> [Task description]
Retype the entries in full.

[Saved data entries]

_ _ _ _ _ _ _

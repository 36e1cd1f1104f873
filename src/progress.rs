use indicatif::{MultiProgress, ProgressBar, ProgressDrawTarget, ProgressStyle};

use crate::error::SyncError;
use crate::reconcile::{ReconcileObserver, ReconcileState};

/// Controls how step output is rendered.
#[derive(Debug, Clone, Copy, PartialEq, Eq)]
pub enum OutputMode {
    /// Spinners and checkmarks; tracing output is suppressed.
    Normal,
    /// Spinners plus the step detail under each completed step.
    Verbose,
    /// No ANSI, plain lines on stderr (for piped/non-TTY).
    Plain,
}

/// Numbered steps with spinners and checkmarks.
pub struct StepProgress {
    multi: MultiProgress,
    total_steps: usize,
    current_step: usize,
    mode: OutputMode,
    active: Option<ProgressBar>,
}

fn spinner_style() -> ProgressStyle {
    ProgressStyle::default_spinner()
        .template("[{prefix}] {spinner:.cyan} {msg}")
        .unwrap_or_else(|_| ProgressStyle::default_spinner())
}

fn done_style() -> ProgressStyle {
    ProgressStyle::default_spinner()
        .template("[{prefix}] \u{2713} {msg:.green}")
        .unwrap_or_else(|_| ProgressStyle::default_spinner())
}

fn failed_style() -> ProgressStyle {
    ProgressStyle::default_spinner()
        .template("[{prefix}] \u{2717} {msg:.red}")
        .unwrap_or_else(|_| ProgressStyle::default_spinner())
}

impl StepProgress {
    pub fn new(total_steps: usize, mode: OutputMode) -> Self {
        let multi = if mode == OutputMode::Plain {
            MultiProgress::with_draw_target(ProgressDrawTarget::hidden())
        } else {
            MultiProgress::with_draw_target(ProgressDrawTarget::stderr())
        };
        Self {
            multi,
            total_steps,
            current_step: 0,
            mode,
            active: None,
        }
    }

    fn prefix(&self) -> String {
        format!("{}/{}", self.current_step, self.total_steps)
    }

    /// Start the next numbered step and show a spinner for it.
    pub fn start(&mut self, label: &str) {
        self.current_step += 1;
        let prefix = self.prefix();

        if self.mode == OutputMode::Plain {
            eprintln!("[{prefix}] {label}");
            return;
        }

        let bar = self.multi.add(ProgressBar::new_spinner());
        bar.set_style(spinner_style());
        bar.set_prefix(prefix);
        bar.set_message(label.to_string());
        bar.enable_steady_tick(std::time::Duration::from_millis(80));
        self.active = Some(bar);
    }

    /// Finish the current step with a checkmark.
    pub fn finish(&mut self, label: &str, detail: &str) {
        let prefix = self.prefix();
        if self.mode == OutputMode::Plain {
            eprintln!("[{prefix}] \u{2713} {label}");
            if !detail.is_empty() {
                eprintln!("      \u{2192} {detail}");
            }
            return;
        }

        if let Some(bar) = self.active.take() {
            bar.set_style(done_style());
            bar.finish_with_message(label.to_string());
        }
        if self.mode == OutputMode::Verbose && !detail.is_empty() {
            self.multi.println(format!("      \u{2192} {detail}")).ok();
        }
    }

    /// Mark the current step as failed.
    pub fn fail(&mut self, label: &str) {
        let prefix = self.prefix();
        if self.mode == OutputMode::Plain {
            eprintln!("[{prefix}] \u{2717} {label}");
            return;
        }
        if let Some(bar) = self.active.take() {
            bar.set_style(failed_style());
            bar.abandon_with_message(label.to_string());
        }
    }

    /// Print a plain line below the steps.
    pub fn println(&self, text: &str) {
        if self.mode == OutputMode::Plain {
            eprintln!("{text}");
        } else {
            self.multi.println(text).ok();
        }
    }
}

impl ReconcileObserver for StepProgress {
    fn on_step_started(&mut self, state: ReconcileState) {
        self.start(state.label());
    }

    fn on_step_finished(&mut self, state: ReconcileState, detail: &str) {
        self.finish(state.label(), detail);
    }

    fn on_step_failed(&mut self, state: ReconcileState, _error: &SyncError) {
        self.fail(state.label());
    }
}

#[cfg(test)]
mod tests {
    use super::*;

    #[test]
    fn steps_are_numbered() {
        let mut progress = StepProgress::new(ReconcileState::STEPS.len(), OutputMode::Plain);
        progress.on_step_started(ReconcileState::HomeEnsured);
        assert_eq!(progress.prefix(), "1/7");
        progress.on_step_finished(ReconcileState::HomeEnsured, "created");
        progress.on_step_started(ReconcileState::SystemDiskChecked);
        assert_eq!(progress.prefix(), "2/7");
    }

    #[test]
    fn failed_step_releases_spinner() {
        let mut progress = StepProgress::new(7, OutputMode::Normal);
        progress.start("Checking system disk");
        assert!(progress.active.is_some());
        progress.fail("Checking system disk");
        assert!(progress.active.is_none());
    }
}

_ _ _ _ _ _ _

> [The completed task]
repository 36e1cd1f1104f873
filename src/progress.rs
use indicatif::{MultiProgress, ProgressBar, ProgressDrawTarget, ProgressStyle};

use crate::error::SyncError;
use crate::reconcile::{ReconcileObserver, ReconcileState};

/// Controls how step output is rendered.
#[derive(Debug, Clone, Copy, PartialEq, Eq)]
pub enum OutputMode {
    /// Spinners and checkmarks; tracing output is suppressed.
    Normal,
    /// Spinners plus the step detail under each completed step.
    Verbose,
    /// No ANSI, plain lines on stderr (for piped/non-TTY).
    Plain,
}

/// Numbered steps with spinners and checkmarks.
pub struct StepProgress {
    multi: MultiProgress,
    total_steps: usize,
    current_step: usize,
    mode: OutputMode,
    active: Option<ProgressBar>,
}

fn spinner_style() -> ProgressStyle {
    ProgressStyle::default_spinner()
        .template("[{prefix}] {spinner:.cyan} {msg}")
        .unwrap_or_else(|_| ProgressStyle::default_spinner())
}

fn done_style() -> ProgressStyle {
    ProgressStyle::default_spinner()
        .template("[{prefix}] \u{2713} {msg:.green}")
        .unwrap_or_else(|_| ProgressStyle::default_spinner())
}

fn failed_style() -> ProgressStyle {
    ProgressStyle::default_spinner()
        .template("[{prefix}] \u{2717} {msg:.red}")
        .unwrap_or_else(|_| ProgressStyle::default_spinner())
}

impl StepProgress {
    pub fn new(total_steps: usize, mode: OutputMode) -> Self {
        let multi = if mode == OutputMode::Plain {
            MultiProgress::with_draw_target(ProgressDrawTarget::hidden())
        } else {
            MultiProgress::with_draw_target(ProgressDrawTarget::stderr())
        };
        Self {
            multi,
            total_steps,
            current_step: 0,
            mode,
            active: None,
        }
    }

    fn prefix(&self) -> String {
        format!("{}/{}", self.current_step, self.total_steps)
    }

    /// Start the next numbered step and show a spinner for it.
    pub fn start(&mut self, label: &str) {
        self.current_step += 1;
        let prefix = self.prefix();

        if self.mode == OutputMode::Plain {
            eprintln!("[{prefix}] {label}");
            return;
        }

        let bar = self.multi.add(ProgressBar::new_spinner());
        bar.set_style(spinner_style());
        bar.set_prefix(prefix);
        bar.set_message(label.to_string());
        bar.enable_steady_tick(std::time::Duration::from_millis(80));
        self.active = Some(bar);
    }

    /// Finish the current step with a checkmark.
    pub fn finish(&mut self, label: &str, detail: &str) {
        let prefix = self.prefix();
        if self.mode == OutputMode::Plain {
            eprintln!("[{prefix}] \u{2713} {label}");
            if !detail.is_empty() {
                eprintln!("      \u{2192} {detail}");
            }
            return;
        }

        if let Some(bar) = self.active.take() {
            bar.set_style(done_style());
            bar.finish_with_message(label.to_string());
        }
        if self.mode == OutputMode::Verbose && !detail.is_empty() {
            self.multi.println(format!("      \u{2192} {detail}")).ok();
        }
    }

    /// Mark the current step as failed.
    pub fn fail(&mut self, label: &str) {
        let prefix = self.prefix();
        if self.mode == OutputMode::Plain {
            eprintln!("[{prefix}] \u{2717} {label}");
            return;
        }
        if let Some(bar) = self.active.take() {
            bar.set_style(failed_style());
            bar.abandon_with_message(label.to_string());
        }
    }

    /// Print a plain line below the steps.
    pub fn println(&self, text: &str) {
        if self.mode == OutputMode::Plain {
            eprintln!("{text}");
        } else {
            self.multi.println(text).ok();
        }
    }
}

impl ReconcileObserver for StepProgress {
    fn on_step_started(&mut self, state: ReconcileState) {
        self.start(state.label());
    }

    fn on_step_finished(&mut self, state: ReconcileState, detail: &str) {
        self.finish(state.label(), detail);
    }

    fn on_step_failed(&mut self, state: ReconcileState, _error: &SyncError) {
        self.fail(state.label());
    }
}

#[cfg(test)]
mod tests {
    use super::*;

    #[test]
    fn steps_are_numbered() {
        let mut progress = StepProgress::new(ReconcileState::STEPS.len(), OutputMode::Plain);
        progress.on_step_started(ReconcileState::HomeEnsured);
        assert_eq!(progress.prefix(), "1/7");
        progress.on_step_finished(ReconcileState::HomeEnsured, "created");
        progress.on_step_started(ReconcileState::SystemDiskChecked);
        assert_eq!(progress.prefix(), "2/7");
    }

    #[test]
    fn failed_step_releases_spinner() {
        let mut progress = StepProgress::new(7, OutputMode::Normal);
        progress.start("Checking system disk");
        assert!(progress.active.is_some());
        progress.fail("Checking system disk");
        assert!(progress.active.is_none());
    }
}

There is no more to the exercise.